What is needed: Among the records that follow, count the lines with the string "NegativeResponse"; report only that count.

Material provided:
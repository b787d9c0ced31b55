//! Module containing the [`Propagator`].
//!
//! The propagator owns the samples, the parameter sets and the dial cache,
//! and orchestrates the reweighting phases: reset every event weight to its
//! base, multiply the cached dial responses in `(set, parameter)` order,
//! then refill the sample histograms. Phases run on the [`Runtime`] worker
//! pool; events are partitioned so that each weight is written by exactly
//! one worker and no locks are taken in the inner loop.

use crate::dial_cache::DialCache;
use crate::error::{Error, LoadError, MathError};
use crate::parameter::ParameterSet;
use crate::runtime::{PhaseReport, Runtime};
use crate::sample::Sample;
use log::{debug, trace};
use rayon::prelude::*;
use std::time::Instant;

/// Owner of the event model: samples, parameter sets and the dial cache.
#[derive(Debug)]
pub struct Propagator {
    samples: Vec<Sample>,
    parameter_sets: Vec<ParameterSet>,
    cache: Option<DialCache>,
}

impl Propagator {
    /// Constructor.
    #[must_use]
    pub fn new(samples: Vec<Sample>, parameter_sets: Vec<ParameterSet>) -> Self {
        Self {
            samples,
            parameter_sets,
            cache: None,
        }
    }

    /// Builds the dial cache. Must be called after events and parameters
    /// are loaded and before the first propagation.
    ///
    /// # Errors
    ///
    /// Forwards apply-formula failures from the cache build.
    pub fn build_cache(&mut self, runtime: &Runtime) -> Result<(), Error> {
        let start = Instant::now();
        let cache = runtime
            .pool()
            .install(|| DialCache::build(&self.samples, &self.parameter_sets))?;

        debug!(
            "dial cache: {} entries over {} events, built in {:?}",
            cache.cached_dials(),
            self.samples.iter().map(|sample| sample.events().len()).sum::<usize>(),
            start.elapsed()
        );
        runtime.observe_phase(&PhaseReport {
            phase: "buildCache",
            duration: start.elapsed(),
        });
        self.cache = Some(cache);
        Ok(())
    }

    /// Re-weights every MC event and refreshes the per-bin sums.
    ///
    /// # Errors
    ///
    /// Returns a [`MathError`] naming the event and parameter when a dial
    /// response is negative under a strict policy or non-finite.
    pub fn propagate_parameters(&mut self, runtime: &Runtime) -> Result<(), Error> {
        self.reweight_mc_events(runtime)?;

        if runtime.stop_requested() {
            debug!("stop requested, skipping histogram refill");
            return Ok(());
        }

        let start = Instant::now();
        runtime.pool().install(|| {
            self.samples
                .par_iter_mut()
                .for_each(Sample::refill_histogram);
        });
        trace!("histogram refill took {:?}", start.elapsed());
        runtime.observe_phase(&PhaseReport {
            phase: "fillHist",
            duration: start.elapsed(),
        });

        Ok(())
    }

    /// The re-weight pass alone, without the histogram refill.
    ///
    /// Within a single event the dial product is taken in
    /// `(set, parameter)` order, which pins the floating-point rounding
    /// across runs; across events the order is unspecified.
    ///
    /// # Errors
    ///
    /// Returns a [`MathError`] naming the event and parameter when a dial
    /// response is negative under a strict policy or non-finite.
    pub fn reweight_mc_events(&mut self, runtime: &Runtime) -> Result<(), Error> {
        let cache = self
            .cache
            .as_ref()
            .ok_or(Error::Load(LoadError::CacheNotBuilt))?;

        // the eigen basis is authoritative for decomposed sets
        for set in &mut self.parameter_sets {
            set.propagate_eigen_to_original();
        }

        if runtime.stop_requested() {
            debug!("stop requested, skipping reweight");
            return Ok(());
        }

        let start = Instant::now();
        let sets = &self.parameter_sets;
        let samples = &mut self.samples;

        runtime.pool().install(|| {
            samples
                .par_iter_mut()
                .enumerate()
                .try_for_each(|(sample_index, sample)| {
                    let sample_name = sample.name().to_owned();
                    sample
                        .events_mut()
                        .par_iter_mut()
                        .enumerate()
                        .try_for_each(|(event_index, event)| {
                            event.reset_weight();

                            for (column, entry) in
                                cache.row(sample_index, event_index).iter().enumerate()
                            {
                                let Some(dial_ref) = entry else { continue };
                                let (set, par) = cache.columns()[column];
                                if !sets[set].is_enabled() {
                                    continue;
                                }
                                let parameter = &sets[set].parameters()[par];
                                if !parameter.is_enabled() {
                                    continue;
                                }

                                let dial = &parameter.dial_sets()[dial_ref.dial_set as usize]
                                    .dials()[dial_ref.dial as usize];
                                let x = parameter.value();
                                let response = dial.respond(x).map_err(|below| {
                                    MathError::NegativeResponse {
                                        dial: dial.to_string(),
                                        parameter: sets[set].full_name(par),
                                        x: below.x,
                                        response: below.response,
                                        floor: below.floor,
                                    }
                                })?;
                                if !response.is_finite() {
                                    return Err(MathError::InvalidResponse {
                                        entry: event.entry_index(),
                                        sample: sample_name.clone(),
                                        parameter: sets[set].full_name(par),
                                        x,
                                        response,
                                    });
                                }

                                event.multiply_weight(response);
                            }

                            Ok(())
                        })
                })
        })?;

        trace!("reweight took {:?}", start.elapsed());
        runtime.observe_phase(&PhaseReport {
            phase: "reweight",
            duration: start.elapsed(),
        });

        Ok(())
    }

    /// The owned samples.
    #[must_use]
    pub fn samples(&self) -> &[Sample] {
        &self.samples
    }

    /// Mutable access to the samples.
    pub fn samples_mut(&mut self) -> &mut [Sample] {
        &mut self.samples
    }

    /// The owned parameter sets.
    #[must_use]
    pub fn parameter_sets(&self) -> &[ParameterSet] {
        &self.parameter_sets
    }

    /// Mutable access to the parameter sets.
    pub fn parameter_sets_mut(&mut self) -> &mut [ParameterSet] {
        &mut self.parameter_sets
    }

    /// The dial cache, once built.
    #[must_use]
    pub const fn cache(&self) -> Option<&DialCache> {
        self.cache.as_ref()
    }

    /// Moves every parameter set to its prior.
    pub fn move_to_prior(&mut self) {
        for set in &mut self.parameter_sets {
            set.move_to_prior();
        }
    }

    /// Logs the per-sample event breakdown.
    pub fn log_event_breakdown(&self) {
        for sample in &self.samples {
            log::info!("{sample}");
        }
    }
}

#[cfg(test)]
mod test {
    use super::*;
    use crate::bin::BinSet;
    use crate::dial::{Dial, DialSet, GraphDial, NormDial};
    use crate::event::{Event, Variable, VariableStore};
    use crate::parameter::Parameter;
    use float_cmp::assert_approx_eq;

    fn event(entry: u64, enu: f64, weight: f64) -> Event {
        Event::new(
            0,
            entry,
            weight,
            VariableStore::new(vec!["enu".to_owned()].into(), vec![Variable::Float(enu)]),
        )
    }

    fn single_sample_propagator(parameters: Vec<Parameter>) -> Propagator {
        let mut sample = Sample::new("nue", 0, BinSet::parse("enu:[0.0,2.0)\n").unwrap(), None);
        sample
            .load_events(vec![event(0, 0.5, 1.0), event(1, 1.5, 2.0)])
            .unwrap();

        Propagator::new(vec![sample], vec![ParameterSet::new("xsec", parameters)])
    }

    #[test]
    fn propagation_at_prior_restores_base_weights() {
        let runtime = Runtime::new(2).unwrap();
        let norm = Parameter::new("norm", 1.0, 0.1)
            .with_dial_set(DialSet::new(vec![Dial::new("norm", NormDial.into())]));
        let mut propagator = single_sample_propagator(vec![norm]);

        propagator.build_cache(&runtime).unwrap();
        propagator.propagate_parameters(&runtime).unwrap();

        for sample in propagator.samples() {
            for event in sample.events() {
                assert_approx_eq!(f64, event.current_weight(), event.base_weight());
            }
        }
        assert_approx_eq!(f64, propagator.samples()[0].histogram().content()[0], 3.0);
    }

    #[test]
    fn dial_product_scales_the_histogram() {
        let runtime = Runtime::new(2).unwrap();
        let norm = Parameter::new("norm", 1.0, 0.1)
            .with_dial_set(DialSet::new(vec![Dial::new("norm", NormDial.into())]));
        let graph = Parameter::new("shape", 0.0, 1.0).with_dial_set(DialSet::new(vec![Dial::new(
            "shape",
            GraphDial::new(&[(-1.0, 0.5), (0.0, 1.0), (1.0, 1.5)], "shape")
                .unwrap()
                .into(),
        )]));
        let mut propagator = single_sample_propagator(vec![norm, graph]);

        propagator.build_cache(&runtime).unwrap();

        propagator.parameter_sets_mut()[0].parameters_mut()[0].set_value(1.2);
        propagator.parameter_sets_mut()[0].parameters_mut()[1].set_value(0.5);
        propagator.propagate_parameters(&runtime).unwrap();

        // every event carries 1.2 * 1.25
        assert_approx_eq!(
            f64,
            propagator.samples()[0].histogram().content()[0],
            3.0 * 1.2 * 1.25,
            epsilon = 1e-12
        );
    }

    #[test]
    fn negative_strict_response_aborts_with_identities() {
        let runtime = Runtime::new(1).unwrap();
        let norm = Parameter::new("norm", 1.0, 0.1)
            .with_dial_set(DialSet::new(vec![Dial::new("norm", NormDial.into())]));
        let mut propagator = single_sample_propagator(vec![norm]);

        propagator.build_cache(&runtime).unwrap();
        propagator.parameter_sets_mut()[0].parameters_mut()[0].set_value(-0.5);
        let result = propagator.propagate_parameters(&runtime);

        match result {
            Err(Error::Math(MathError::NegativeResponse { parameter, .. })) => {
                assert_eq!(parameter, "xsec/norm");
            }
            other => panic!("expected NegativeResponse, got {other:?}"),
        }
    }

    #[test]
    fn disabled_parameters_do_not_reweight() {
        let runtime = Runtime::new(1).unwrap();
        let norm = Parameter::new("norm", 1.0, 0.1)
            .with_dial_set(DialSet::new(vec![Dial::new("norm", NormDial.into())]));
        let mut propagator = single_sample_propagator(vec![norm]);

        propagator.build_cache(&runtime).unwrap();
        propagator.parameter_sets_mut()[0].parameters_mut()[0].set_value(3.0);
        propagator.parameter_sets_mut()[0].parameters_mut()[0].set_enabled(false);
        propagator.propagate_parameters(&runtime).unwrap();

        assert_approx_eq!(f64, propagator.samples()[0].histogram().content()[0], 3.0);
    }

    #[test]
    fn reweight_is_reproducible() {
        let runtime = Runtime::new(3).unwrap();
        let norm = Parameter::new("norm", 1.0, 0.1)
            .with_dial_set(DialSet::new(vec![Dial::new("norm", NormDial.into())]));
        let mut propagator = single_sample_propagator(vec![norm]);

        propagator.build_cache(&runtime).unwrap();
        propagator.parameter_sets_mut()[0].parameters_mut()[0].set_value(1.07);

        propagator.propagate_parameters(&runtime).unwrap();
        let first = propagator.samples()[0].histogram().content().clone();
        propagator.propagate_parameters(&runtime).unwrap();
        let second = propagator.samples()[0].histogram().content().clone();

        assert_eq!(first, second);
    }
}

Exercise solution: 3